Prometheus[0] mysqld_exporter[1] can collect metrics from events_statements_summary_by_digest and allow you to analysis on the timeseries data.

We are monitoring about 150 percona mysql servers setup into about 25 different service clusters. One Prometheus server is able to monitor over 700k timeseries metrics and allow you to query, graph, and alert on this data in real-time.

Here’s an example of what we were graphing in Ganglia, and now what we can get from Prometheus and performance schema.

https://twitter.com/matthiasr/status/647369742714576896

[0]: http://prometheus.io/
[1]: https://github.com/prometheus/mysqld_exporter

Baron Schwartz

An easier alternative for capturing the queries off the wire traffic (without a man-in-the-middle like a proxy) is VividCortex’s traffic analyzer. https://www.vividcortex.com/resources/network-analyzer-for-mysql/

SuperQ

The downside of VividCortex is that it doesn’t know anything about what’s going on inside MySQL.

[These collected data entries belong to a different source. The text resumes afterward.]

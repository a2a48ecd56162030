//! テキスト差分
//!
//! 旧値と新値の共通接頭辞・共通接尾辞を取り除き、変化した最小区間を求める

use crate::text::{TextRange, TextValue};
use serde::{Deserialize, Serialize};

/// 変更の種類
#[derive(Debug, Clone, Copy, PartialEq, Eq, Serialize, Deserialize)]
pub enum ChangeKind {
    /// 文字が挿入された
    Inserted,
    /// 文字が削除された
    Deleted,
    /// 文字が置き換えられた
    Replaced,
}

/// 旧値 `[start, old_end)` が新値 `[start, new_end)` に置き換わったことを表す
#[derive(Debug, Clone, Copy, PartialEq, Eq, Serialize, Deserialize)]
pub struct TextChange {
    pub start: usize,
    pub old_end: usize,
    pub new_end: usize,
}

impl TextChange {
    /// 文字列を比較して変化区間を求める（同一なら `None`）
    pub fn between(old: &TextValue, new: &TextValue) -> Option<Self> {
        if old.same_content(new) {
            return None;
        }
        Some(Self::from_chars(old.chars(), new.chars()))
    }

    /// 文字配列から変化区間を求める
    ///
    /// 接尾辞は接頭辞と重ならない範囲でのみ一致を数える。
    pub fn from_chars(old: &[char], new: &[char]) -> Self {
        let prefix = old
            .iter()
            .zip(new.iter())
            .take_while(|(a, b)| a == b)
            .count();

        let max_suffix = old.len().min(new.len()) - prefix;
        let suffix = old
            .iter()
            .rev()
            .zip(new.iter().rev())
            .take(max_suffix)
            .take_while(|(a, b)| a == b)
            .count();

        Self {
            start: prefix,
            old_end: old.len() - suffix,
            new_end: new.len() - suffix,
        }
    }

    /// 新値における変化範囲
    pub fn changed_range(&self) -> TextRange {
        TextRange::new(self.start, self.new_end)
    }

    /// 旧値における変化範囲
    pub fn replaced_range(&self) -> TextRange {
        TextRange::new(self.start, self.old_end)
    }

    pub fn inserted_len(&self) -> usize {
        self.new_end - self.start
    }

    pub fn deleted_len(&self) -> usize {
        self.old_end - self.start
    }

    pub fn kind(&self) -> ChangeKind {
        match (self.deleted_len(), self.inserted_len()) {
            (0, _) => ChangeKind::Inserted,
            (_, 0) => ChangeKind::Deleted,
            _ => ChangeKind::Replaced,
        }
    }
}

#[cfg(test)]
mod tests {
    use super::*;

    fn change(old: &str, new: &str) -> Option<TextChange> {
        TextChange::between(&TextValue::new(old), &TextValue::new(new))
    }

    #[test]
    fn test_identical_values_have_no_change() {
        assert_eq!(change("same", "same"), None);
        assert_eq!(change("", ""), None);
    }

    #[test]
    fn test_suffix_replacement_is_minimal() {
        let diff = change("hello world", "hello there").unwrap();
        assert_eq!(diff.changed_range(), TextRange::new(6, 11));
        assert_eq!(diff.replaced_range(), TextRange::new(6, 11));
        assert_eq!(diff.kind(), ChangeKind::Replaced);
    }

    #[test]
    fn test_insertion_in_middle() {
        let diff = change("helo", "hello").unwrap();
        // the repeated 'l' makes the prefix absorb the insertion point
        assert_eq!(diff.start, 3);
        assert_eq!(diff.inserted_len(), 1);
        assert_eq!(diff.deleted_len(), 0);
        assert_eq!(diff.kind(), ChangeKind::Inserted);
    }

    #[test]
    fn test_deletion_at_end() {
        let diff = change("this is a test", "this is a ").unwrap();
        assert_eq!(diff.replaced_range(), TextRange::new(10, 14));
        assert_eq!(diff.changed_range(), TextRange::collapsed(10));
        assert_eq!(diff.kind(), ChangeKind::Deleted);
    }

    #[test]
    fn test_suffix_does_not_overlap_prefix() {
        // "aa" -> "aaa": prefix 2, suffix may only cover what is left
        let diff = change("aa", "aaa").unwrap();
        assert_eq!(diff.start, 2);
        assert_eq!(diff.old_end, 2);
        assert_eq!(diff.new_end, 3);
    }

    #[test]
    fn test_full_replacement() {
        let diff = change("abc", "xyz").unwrap();
        assert_eq!(diff.changed_range(), TextRange::new(0, 3));
        assert_eq!(diff.kind(), ChangeKind::Replaced);
    }

    #[test]
    fn test_multibyte_offsets_are_in_chars() {
        let diff = change("日本語です", "日本人です").unwrap();
        assert_eq!(diff.changed_range(), TextRange::new(2, 3));
    }
}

Performance Schema tells you a lot more information. For example with performance_schema table_io_waits_summary_by_table and events_statements_summary_by_digest I was easily able to discover a performance problem where a query pattern was causing large amounts of memory temp tables to be used.

Perf schema is also a lot less system overhead, since you don’t need to attempt to pcap everything the server is doing.

Baron Schwartz

Percona benchmarked VividCortex’s overhead versus the Performance Schema a few weeks ago. Using libpcap was not a “lot” more overhead (unless perhaps you do it blindly instead of pushing a packet filter into the kernel to capture only the packets needed, which VividCortex does). Crucially, however, they benchmarked with Performance Schema _idle_ and that is not realistic – in reality you’re going to be querying it frequently as shown in this blog post, and that will add overhead. In general, VividCortex is not higher overhead than P_S, there is just no free lunch.

Your example of finding queries that use large amounts of memory temp tables is good, but we can do the same thing with VividCortex. In fact we’re not limited to the things that are instrumented in Performance Schema, we can do it for arbitrary metrics, which need not even be from within MySQL! See this blog post that explains the principle at work (although obliquely): https://www.vividcortex.com/blog/2015/10/15/end-to-end-traces/

williamxlr

Daniel muchas gracias por este recurso.

ku

Hello, I am using Workbench 6.3.9 and I can’t see prepared statements using PerformanceReports->HighCostSqlStatements->StatementsAnalysis. Is this feature or on purpose?